### What the task asks
Each line of the material that mentions the word "netbackup" is to be copied.

### Given information
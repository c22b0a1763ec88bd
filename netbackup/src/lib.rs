//! # netbackup
//!
//! Configuration backups for multi-vendor network devices.
//!
//! Devices are listed in a `;`-delimited inventory. Each one is backed up
//! either over an interactive SSH shell (MikroTik RouterOS, Ubiquiti
//! EdgeSwitch, Cisco Small Business) or through an HTTP API (FortiGate).
//! Every device ends up `OK` or `NOT_OK` in a run report; one device failing
//! never stops the others.
//!
//! ## Layers
//!
//! - [`transport`], [`channel`], [`platform`], [`driver`]: async SSH CLI
//!   scraping with prompt detection, privilege levels and two ways of
//!   reading command output.
//! - [`backup`]: catalog, classification, credentials, channel adapters
//!   and the orchestrator.
//! - [`inventory`], [`secrets`], [`storage`], [`render`], [`mail`],
//!   [`cli`], [`logging`]: the run's inputs and outputs.
//!
//! ## Quick Start
//!
//! ```rust,no_run
//! use std::sync::Arc;
//!
//! use netbackup::backup::{
//!     CredentialResolver, DeviceCatalog, DeviceRecord, HttpAdapter, HttpSettings, Orchestrator,
//!     ReqwestGetter, RunSettings, ShellAdapter, SshExecutor,
//! };
//! use netbackup::platform::PlatformRegistry;
//! use netbackup::secrets::SecretStore;
//! use netbackup::storage::BackupStore;
//! use tokio_util::sync::CancellationToken;
//!
//! #[tokio::main]
//! async fn main() -> Result<(), netbackup::Error> {
//!     let secrets = Arc::new(SecretStore::load("netbackup.env".as_ref())?);
//!     let orchestrator = Orchestrator::new(
//!         Arc::new(DeviceCatalog::builtin()),
//!         CredentialResolver::new(secrets, false),
//!         ShellAdapter::new(
//!             Arc::new(SshExecutor::default()),
//!             Arc::new(PlatformRegistry::with_builtins()),
//!         ),
//!         HttpAdapter::new(Arc::new(ReqwestGetter::new(&HttpSettings::default())?), false),
//!         BackupStore::today("/srv/backups"),
//!         RunSettings::default(),
//!     );
//!
//!     let records = vec![DeviceRecord::new("sw1", "10.0.0.1", "mikrotik_routeros", "MAIN_USER")];
//!     let report = orchestrator.run("Example", records, CancellationToken::new()).await;
//!     println!("{} OK, {} NOT_OK", report.ok_count(), report.failed_count());
//!     Ok(())
//! }
//! ```

pub mod backup;
pub mod channel;
pub mod cli;
pub mod driver;
pub mod error;
pub mod inventory;
pub mod logging;
pub mod mail;
pub mod platform;
pub mod render;
pub mod secrets;
pub mod storage;
pub mod transport;

// Re-export main types for convenience
pub use driver::{Driver, DriverBuilder, GenericDriver, ReadStrategy, Response};
pub use error::{Error, Result};
pub use platform::{PlatformDefinition, PlatformRegistry, PrivilegeLevel};
pub use transport::{AuthMethod, SshConfig};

### Exercise solution
filename netbackup/src/lib.rs
//! # netbackup
//! use netbackup::backup::{
//! use netbackup::platform::PlatformRegistry;
//! use netbackup::secrets::SecretStore;
//! use netbackup::storage::BackupStore;
//! async fn main() -> Result<(), netbackup::Error> {
//!     let secrets = Arc::new(SecretStore::load("netbackup.env".as_ref())?);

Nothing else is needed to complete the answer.